◆ **TRY IT**
Looking at the records below, state how many lines include the string "same" and add nothing further.

◆ **DATA PROVIDED**
┌──

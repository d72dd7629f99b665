//! Deterministic random number generator.
//!
//! Landscapes travel over the wire as a bare seed and every client rebuilds
//! them locally, so the generator must produce the same stream on every
//! platform and every build. Library RNGs such as `SmallRng` make no such
//! promise, hence this small Xorshift128+ seeded through SplitMix64.

/// Deterministic PRNG (Xorshift128+).
///
/// Given the same seed, the sequence is identical everywhere.
///
/// ```
/// use minima_landscape::SeedRng;
///
/// let mut a = SeedRng::new(7);
/// let mut b = SeedRng::new(7);
/// assert_eq!(a.next_u64(), b.next_u64());
/// ```
#[derive(Debug, Clone)]
pub struct SeedRng {
    state: [u64; 2],
}

impl SeedRng {
    /// Creates a generator from a 64-bit seed.
    pub fn new(seed: u64) -> Self {
        let mut s = seed;
        let state0 = splitmix64(&mut s);
        let state1 = splitmix64(&mut s);

        // All-zero state would be a fixed point.
        let state = if state0 == 0 && state1 == 0 {
            [1, 1]
        } else {
            [state0, state1]
        };

        Self { state }
    }

    /// Next raw 64-bit value.
    #[inline]
    pub fn next_u64(&mut self) -> u64 {
        let s0 = self.state[0];
        let mut s1 = self.state[1];
        let result = s0.wrapping_add(s1);

        s1 ^= s0;
        self.state[0] = s0.rotate_left(24) ^ s1 ^ (s1 << 16);
        self.state[1] = s1.rotate_left(37);

        result
    }

    /// Uniform float in `[0, 1)` built from the top 53 bits.
    #[inline]
    pub fn next_f64(&mut self) -> f64 {
        (self.next_u64() >> 11) as f64 * (1.0 / (1u64 << 53) as f64)
    }

    /// Uniform float in `[lo, hi)`. Returns `lo` for an empty range.
    #[inline]
    pub fn uniform(&mut self, lo: f64, hi: f64) -> f64 {
        if hi <= lo {
            return lo;
        }
        lo + (hi - lo) * self.next_f64()
    }

    /// Uniform integer in `[lo, hi]` (both inclusive).
    #[inline]
    pub fn int_inclusive(&mut self, lo: u32, hi: u32) -> u32 {
        if hi <= lo {
            return lo;
        }
        let span = (hi - lo) as u64 + 1;
        lo + (self.next_u64() % span) as u32
    }

    /// Either `-1.0` or `1.0` with equal probability.
    #[inline]
    pub fn sign(&mut self) -> f64 {
        if self.next_u64() >> 63 == 0 { -1.0 } else { 1.0 }
    }

    /// Picks one element of a slice, `None` if it is empty.
    pub fn choose<'a, T>(&mut self, items: &'a [T]) -> Option<&'a T> {
        if items.is_empty() {
            return None;
        }
        let idx = (self.next_u64() % items.len() as u64) as usize;
        items.get(idx)
    }
}

/// SplitMix64 step, used to spread weak seeds over the full state.
#[inline]
fn splitmix64(state: &mut u64) -> u64 {
    *state = state.wrapping_add(0x9E37_79B9_7F4A_7C15);
    let mut z = *state;
    z = (z ^ (z >> 30)).wrapping_mul(0xBF58_476D_1CE4_E5B9);
    z = (z ^ (z >> 27)).wrapping_mul(0x94D0_49BB_1331_11EB);
    z ^ (z >> 31)
}
//! Player session management for Minima.
//!
//! This crate tracks who is connected and what they are called:
//!
//! 1. **Connection tracking**: every accepted connection gets a session
//!    keyed by [`PlayerId`](minima_protocol::PlayerId), subject to a
//!    connection cap.
//! 2. **Usernames**: display names are unique among connected players.
//! 3. **Delivery**: each session owns the sending half of a bounded
//!    queue. Whoever drains the other half does the socket I/O, so callers
//!    holding a lock never wait on a slow client. A client that lets its
//!    queue fill up is reported through an overflow signal.
//!
//! ```text
//! Game layer (above)     ← decides who hears what (Outbound)
//!     ↕
//! Session layer (this)   ← names, ids, per-connection queues
//!     ↕
//! Protocol layer (below) ← PlayerId, ServerMessage
//! ```

mod error;
mod registry;

pub use error::SessionError;
pub use registry::{
    MAX_NAME_LEN, OUTBOX_CAPACITY, Outbox, PlayerRegistry, RegistryConfig, Session,
};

└──

◆ **RESULT BELOW**
2